How to keep text over a huge image in proper position on all resolutions?

In my intro page I have a really big image in height and width to fit all the resolutions (more than 4000px in width) and I set it as below:
#source-image {
width: 100%;
position: absolute;
top: 0;
left: 0;
}
Then, I added some text over that image with these style properties:
.description {
position:absolute;
top:510px;
left:23px;
width:340px
}
And it looks properly (and as I want it to be shown) on my 15.6 inch laptop with 1366x768 resolution.
However when my roommate saw it on his high resolution monitor the description was not on the “right” position. Of course, I understand why this is happening.
My question is how can I keep dynamically the proper position of the description text in all resolutions?
Thank you very much.
Set the distance from the bottom, not from the top. Or set it in %.
EDIT: I've adapted one of my experiments into an example: http://dabblet.com/gist/2787061
The position of the description is set relative to the bottom and the left of the image container (the image is filling its entire container).
In the first case, the distances to the left and the bottom of the image container are fixed, in px.
In the second case, they are in % and change on resizing the browser window.

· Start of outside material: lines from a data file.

use std::{
    path::PathBuf,
    sync::Arc,
    thread::{self, JoinHandle},
    time::{Duration, Instant},
};

use anyhow::Context;
use clap::Parser;
use clap_num::maybe_hex;
use log::info;
use pixels::{Pixels, SurfaceTexture};
use rodio::{OutputStream, OutputStreamBuilder, Sink, Source, source::SquareWave};
use winit::{
    application::ApplicationHandler,
    dpi::LogicalSize,
    event::{ElementState, KeyEvent, WindowEvent},
    event_loop::{ActiveEventLoop, ControlFlow, EventLoop},
    keyboard::{Key, KeyCode, NamedKey},
    window::{Window, WindowId},
};

use chip8_vm::{
    Chip8, Chip8Config, Chip8Runner, DEFAULT_CLOCK_SPEED, DISPLAY_X, DISPLAY_Y, Display,
    FONT_START_ADDRESS, FrameBuffer, Keyboard, Program, RunnerControl, RunnerHandle, SoundSignal,
    State,
};

/// The rate at which pixels fade out (phosphor decay).
const DISPLAY_PHOSPHOR_RATE: f32 = 10.0;

/// How often the audio thread looks at the sound timer.
const AUDIO_POLL_INTERVAL: Duration = Duration::from_millis(2);

/// Mapping from physical keyboard keys to CHIP-8 hex keypad (0x0-0xF).
const KEY_MAP: [KeyCode; 16] = [
    KeyCode::KeyX,   // 0x00
    KeyCode::Digit1, // 0x01
    KeyCode::Digit2, // 0x02
    KeyCode::Digit3, // 0x03
    KeyCode::KeyQ,   // 0x04
    KeyCode::KeyW,   // 0x05
    KeyCode::KeyE,   // 0x06
    KeyCode::KeyA,   // 0x07
    KeyCode::KeyS,   // 0x08
    KeyCode::KeyD,   // 0x09
    KeyCode::KeyZ,   // 0x0A
    KeyCode::KeyC,   // 0x0B
    KeyCode::Digit4, // 0x0C
    KeyCode::KeyR,   // 0x0D
    KeyCode::KeyF,   // 0x0E
    KeyCode::KeyV,   // 0x0F
];

struct App {
    pixels: Option<Pixels<'static>>,
    window: Option<Arc<Window>>,
    /// Stores the brightness of each pixel (0.0 to 1.0) to implement phosphor decay.
    display_float: Display<f32>,

    /// Audio output stream (must be kept alive).
    _audio_stream: OutputStream,
    audio_thread: Option<JoinHandle<()>>,

    frame_buffer: Arc<FrameBuffer>,
    keyboard: Arc<Keyboard>,
    runner: Option<RunnerHandle>,
    /// Used for delta time calculation.
    last_frame_instant: Instant,

    /// Stores the result of the application to be returned from main.
    exit_result: anyhow::Result<()>,
}

impl App {
    fn new(program: &Program, config: Chip8Config) -> anyhow::Result<Self> {
        // Initialize audio
        let mut _audio_stream = OutputStreamBuilder::open_default_stream()
            .context("Failed to open audio output stream")?;
        _audio_stream.log_on_drop(false);

        let audio_sink = Sink::connect_new(_audio_stream.mixer());
        audio_sink.pause();
        audio_sink.append(SquareWave::new(440.0).amplify(0.5));

        // Initialize CHIP-8
        let frame_buffer = Arc::new(FrameBuffer::new());
        let keyboard = Arc::new(Keyboard::new());
        let mut chip8 = Chip8::new(&config, frame_buffer.clone(), keyboard.clone());
        chip8.load(program);

        let runner = Chip8Runner::new(chip8, config.clock_speed)
            .context("Failed to set up CHIP-8 runner")?
            .spawn()
            .context("Failed to start CHIP-8 thread")?;

        let audio_thread = spawn_audio(audio_sink, runner.sound_signal(), runner.control())?;

        Ok(Self {
            pixels: None,
            window: None,
            display_float: [[0.0; DISPLAY_X]; DISPLAY_Y],

            _audio_stream,
            audio_thread: Some(audio_thread),

            frame_buffer,
            keyboard,
            runner: Some(runner),
            last_frame_instant: Instant::now(),
            exit_result: Ok(()),
        })
    }

    fn process_display(&mut self, dt: f32) {
        let Some(pixels) = self.pixels.as_mut() else {
            return;
        };
        let display = self.frame_buffer.snapshot();

        for (i, pxl) in pixels.frame_mut().chunks_exact_mut(4).enumerate() {
            let x = i % DISPLAY_X;
            let y = i / DISPLAY_X;

            // Lit pixels jump to full brightness, unlit ones fade out over a few frames.
            self.display_float[y][x] = if display[y][x] {
                1.0
            } else {
                (self.display_float[y][x] - DISPLAY_PHOSPHOR_RATE * dt).max(0.0)
            };

            let rgba = [0, 0xff, 0, (self.display_float[y][x] * 255.0) as u8];
            pxl.copy_from_slice(&rgba);
        }
    }

    fn try_resumed(&mut self, event_loop: &ActiveEventLoop) -> anyhow::Result<()> {
        let window = {
            let size = LogicalSize::new(DISPLAY_X as u32 * 10, DISPLAY_Y as u32 * 10);
            let min_size = LogicalSize::new(DISPLAY_X as u32, DISPLAY_Y as u32);

            Arc::new(
                event_loop
                    .create_window(
                        Window::default_attributes()
                            .with_title("chip8-vm")
                            .with_inner_size(size)
                            .with_min_inner_size(min_size),
                    )
                    .context("Failed to create window")?,
            )
        };

        self.window = Some(window.clone());
        self.pixels = {
            let window_size = window.inner_size();
            let surface_texture =
                SurfaceTexture::new(window_size.width, window_size.height, window.clone());

            let pixels = Pixels::new(DISPLAY_X as u32, DISPLAY_Y as u32, surface_texture)
                .context("Failed to create pixels surface")?;

            window.request_redraw();
            Some(pixels)
        };

        // Avoid large dt on first frame
        self.last_frame_instant = Instant::now();
        Ok(())
    }

    fn try_window_event(
        &mut self,
        event_loop: &ActiveEventLoop,
        event: WindowEvent,
    ) -> anyhow::Result<()> {
        match event {
            WindowEvent::CloseRequested
            | WindowEvent::KeyboardInput {
                event:
                    KeyEvent {
                        logical_key: Key::Named(NamedKey::Escape),
                        ..
                    },
                ..
            } => {
                event_loop.exit();
            }

            WindowEvent::Resized(size) => {
                if let Some(pixels) = self.pixels.as_mut() {
                    pixels
                        .resize_surface(size.width, size.height)
                        .context("Failed to resize pixels surface")?;
                }
            }

            WindowEvent::RedrawRequested => {
                let now = Instant::now();
                let dt = (now - self.last_frame_instant).as_secs_f32();
                self.last_frame_instant = now;

                self.process_display(dt);

                if let Some(pixels) = self.pixels.as_ref() {
                    pixels.render().context("Pixels render error")?;
                }

                if let Some(window) = self.window.as_ref() {
                    window.request_redraw();
                }
            }

            WindowEvent::KeyboardInput { event, .. } => {
                if let Some(key) = KEY_MAP.iter().position(|&k| k == event.physical_key) {
                    match event.state {
                        ElementState::Pressed => self.keyboard.set(key as u8),
                        ElementState::Released => self.keyboard.unset(key as u8),
                    }
                }
            }

            _ => (),
        }
        Ok(())
    }

    /// Stops the VM and the audio thread, logging the final state if the program halted.
    fn shutdown(&mut self) -> anyhow::Result<()> {
        if let Some(runner) = self.runner.take() {
            runner.stop();
            let (chip8, summary) = runner.join().context("CHIP-8 execution error")?;
            if summary.halted {
                info!("Final machine state:\n{chip8}");
            }
        }

        if let Some(audio_thread) = self.audio_thread.take() {
            audio_thread
                .join()
                .map_err(|_| anyhow::anyhow!("Audio thread panicked"))?;
        }

        Ok(())
    }
}

impl ApplicationHandler for App {
    fn resumed(&mut self, event_loop: &ActiveEventLoop) {
        if let Err(e) = self.try_resumed(event_loop) {
            self.exit_result = Err(e);
            event_loop.exit();
        }
    }

    fn window_event(&mut self, event_loop: &ActiveEventLoop, _id: WindowId, event: WindowEvent) {
        if let Err(e) = self.try_window_event(event_loop, event) {
            self.exit_result = Err(e);
            event_loop.exit();
        }
    }
}

/// Plays the tone while the sound timer runs. Exits once the VM has stopped.
fn spawn_audio(
    sink: Sink,
    sound: SoundSignal,
    control: RunnerControl,
) -> anyhow::Result<JoinHandle<()>> {
    thread::Builder::new()
        .name("chip8-audio".to_string())
        .spawn(move || {
            while control.state() == State::Running {
                if sound.is_active() {
                    sink.play();
                } else {
                    sink.pause();
                }
                thread::sleep(AUDIO_POLL_INTERVAL);
            }
            sink.pause();
        })
        .context("Failed to spawn audio thread")
}

/// CHIP-8 emulator written in Rust.
///
/// Keys 1-4, Q-R, A-F, Z-V map to CHIP-8 keys.
/// Escape is used to exit the emulator.
#[derive(Parser, Debug)]
#[command(about)]
struct Args {
    /// Path to the CHIP-8 ROM file
    rom_path: PathBuf,

    /// Instructions executed per second
    #[arg(short, long, default_value_t = DEFAULT_CLOCK_SPEED)]
    clock_speed: u32,

    /// Memory address of the built-in font (decimal or 0x-prefixed hex)
    #[arg(long, default_value_t = FONT_START_ADDRESS, value_parser = maybe_hex::<u16>)]
    font_offset: u16,
}

fn main() -> anyhow::Result<()> {
    env_logger::Builder::from_env(env_logger::Env::default().default_filter_or("info")).init();

    let args = Args::parse();

    let program = Program::from_file(&args.rom_path).context("Failed to load ROM")?;
    let config = Chip8Config {
        clock_speed: args.clock_speed,
        font_offset: args.font_offset,
    };

    let event_loop = EventLoop::new().context("Failed to create event loop")?;
    event_loop.set_control_flow(ControlFlow::Poll);

    let mut app = App::new(&program, config).context("Failed to initialize application")?;
    let run_result = event_loop
        .run_app(&mut app)
        .context("Error occurred during event loop execution");
    let shutdown_result = app.shutdown();

    // Return the result captured during the event loop
    run_result?;
    shutdown_result?;
    app.exit_result
}
use std::{
    fmt,
    sync::{
        Arc,
        atomic::{AtomicBool, AtomicU8, Ordering},
    },
};

use log::{debug, info};

use crate::{
    Chip8Config, Chip8Result, FrameBuffer, Keyboard, Opcode, Program, u4,
    memory::{MEMORY_SIZE, Memory},
    stack::Stack,
};

// The constants are specified by the CHIP-8 specification
pub const ROM_START_ADDRESS: u16 = 0x200;

/// Consecutive empty instructions after which the VM gives up.
pub const EMPTY_INSTRUCTION_LIMIT: u8 = 5;

/// Read-only view of the sound timer for the audio collaborator.
#[derive(Clone)]
pub struct SoundSignal(Arc<AtomicU8>);

impl SoundSignal {
    /// True while the sound timer is above zero.
    pub fn is_active(&self) -> bool {
        self.0.load(Ordering::Relaxed) > 0
    }
}

/// CHIP-8 virtual machine state
///
/// Memory, stack and registers are owned exclusively and only touched from the
/// thread that drives [`Chip8::cpu_cycle`]. The frame buffer and keyboard are
/// shared with the renderer and the input collaborator.
pub struct Chip8 {
    /// 4KB memory with the font preloaded
    pub(crate) memory: Memory,
    /// Call stack for subroutine returns
    pub(crate) stack: Stack,
    /// Display buffer: 64x32 monochrome pixels
    pub(crate) frame_buffer: Arc<FrameBuffer>,
    /// Keypad state: 16 keys
    pub(crate) keyboard: Arc<Keyboard>,

    /// Program counter: address of the next instruction to execute
    pub(crate) pc: u16,
    /// Index register: used for memory operations
    pub(crate) i: u16,
    /// General-purpose registers V0-VF (VF is used as a flag register)
    pub(crate) v: [u8; 16],

    /// Delay timer: decrements at 60Hz until it reaches 0
    pub(crate) delay_timer: u8,
    /// Sound timer: decrements at 60Hz, beeps while non-zero
    pub(crate) sound_timer: Arc<AtomicU8>,

    /// Number of 0000 instructions fetched in a row
    pub(crate) empty_count: u8,
    /// Set when the VM has been asked to stop, checked while blocked on FX0A
    pub(crate) stop_requested: Arc<AtomicBool>,
}

impl Chip8 {
    pub fn new(
        config: &Chip8Config,
        frame_buffer: Arc<FrameBuffer>,
        keyboard: Arc<Keyboard>,
    ) -> Self {
        Chip8 {
            memory: Memory::with_font_offset(config.font_offset),
            stack: Stack::new(),
            frame_buffer,
            keyboard,
            pc: ROM_START_ADDRESS,
            i: 0,
            v: [0; 16],
            delay_timer: 0,
            sound_timer: Arc::new(AtomicU8::new(0)),
            empty_count: 0,
            stop_requested: Arc::new(AtomicBool::new(false)),
        }
    }

    /// Copies the program into memory at the program origin. Bytes that do not fit
    /// wrap around to the start of memory.
    pub fn load(&mut self, program: &Program) {
        self.memory.load(ROM_START_ADDRESS, program.bytes());
        self.pc = ROM_START_ADDRESS;
        info!("Loaded {} byte program at {ROM_START_ADDRESS:#05X}", program.len());
    }

    /// Executes a single CPU cycle (fetch, decode, execute).
    pub fn cpu_cycle(&mut self) -> Chip8Result {
        let address = self.pc;
        let opcode = self.fetch();
        self.execute(Opcode::decode(opcode), address)
    }

    /// Updates the delay and sound timers. Should be called at 60Hz.
    pub fn timers_cycle(&mut self) {
        self.delay_timer = self.delay_timer.saturating_sub(1);
        // only this thread writes the sound timer
        let sound = self.sound_timer.load(Ordering::Relaxed);
        self.sound_timer.store(sound.saturating_sub(1), Ordering::Relaxed);
    }

    /// Returns true if the sound timer is greater than zero, indicating a beep should be played.
    pub fn is_sound_active(&self) -> bool {
        self.sound_timer.load(Ordering::Relaxed) > 0
    }

    /// Handle for polling the sound state from another thread.
    pub fn sound_signal(&self) -> SoundSignal {
        SoundSignal(self.sound_timer.clone())
    }

    pub fn frame_buffer(&self) -> &Arc<FrameBuffer> {
        &self.frame_buffer
    }

    pub fn keyboard(&self) -> &Arc<Keyboard> {
        &self.keyboard
    }

    pub fn pc(&self) -> u16 {
        self.pc
    }

    pub fn i(&self) -> u16 {
        self.i
    }

    pub fn v(&self, x: u4) -> u8 {
        self.v[x]
    }

    pub fn delay_timer(&self) -> u8 {
        self.delay_timer
    }

    pub fn sound_timer(&self) -> u8 {
        self.sound_timer.load(Ordering::Relaxed)
    }

    pub fn stack_pointer(&self) -> usize {
        self.stack.depth()
    }

    pub fn memory(&self) -> &Memory {
        &self.memory
    }

    /// Fetches the next 16-bit opcode and moves the program counter past it.
    fn fetch(&mut self) -> u16 {
        let high = self.memory.fetch(self.pc);
        self.advance_pc();
        let low = self.memory.fetch(self.pc);
        self.advance_pc();

        u16::from_be_bytes([high, low])
    }

    pub(crate) fn advance_pc(&mut self) {
        self.pc = self.pc.wrapping_add(1) % MEMORY_SIZE as u16;
    }

    /// Skips one full instruction.
    pub(crate) fn skip(&mut self) {
        self.advance_pc();
        self.advance_pc();
    }

    pub(crate) fn count_empty(&mut self, address: u16) -> Chip8Result {
        self.empty_count += 1;
        debug!("Empty instruction at {address:#05X} ({} in a row)", self.empty_count);

        if self.empty_count >= EMPTY_INSTRUCTION_LIMIT {
            Chip8Result::Halted
        } else {
            Chip8Result::Continue
        }
    }
}

impl fmt::Display for Chip8 {
    fn fmt(&self, f: &mut fmt::Formatter<'_>) -> fmt::Result {
        writeln!(f, "Registers:")?;
        for (idx, value) in self.v.iter().enumerate() {
            writeln!(f, "V{idx:X}: {value:02X}")?;
        }
        writeln!(f, "PC: {:03X}", self.pc)?;
        writeln!(f, "SP: {:02}", self.stack.depth())?;
        writeln!(f, "I:  {:03X}", self.i)?;
        writeln!(f, "DT: {:02X}", self.delay_timer)?;
        write!(f, "ST: {:02X}", self.sound_timer())
    }
}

Basically, the rules that do the trick are
figcaption {
bottom: 5px;
left: 23px;
/* more rules here */
}
in the fist case (fixed distances, in px) and
figcaption.perc {
left: 10%;
bottom: 17%;
}
in the second case (percentage).
Also, please note that you don't need position: absolute or to set the top and the left properties for the image.
However, you do need to set position:relative on the parent of the description box.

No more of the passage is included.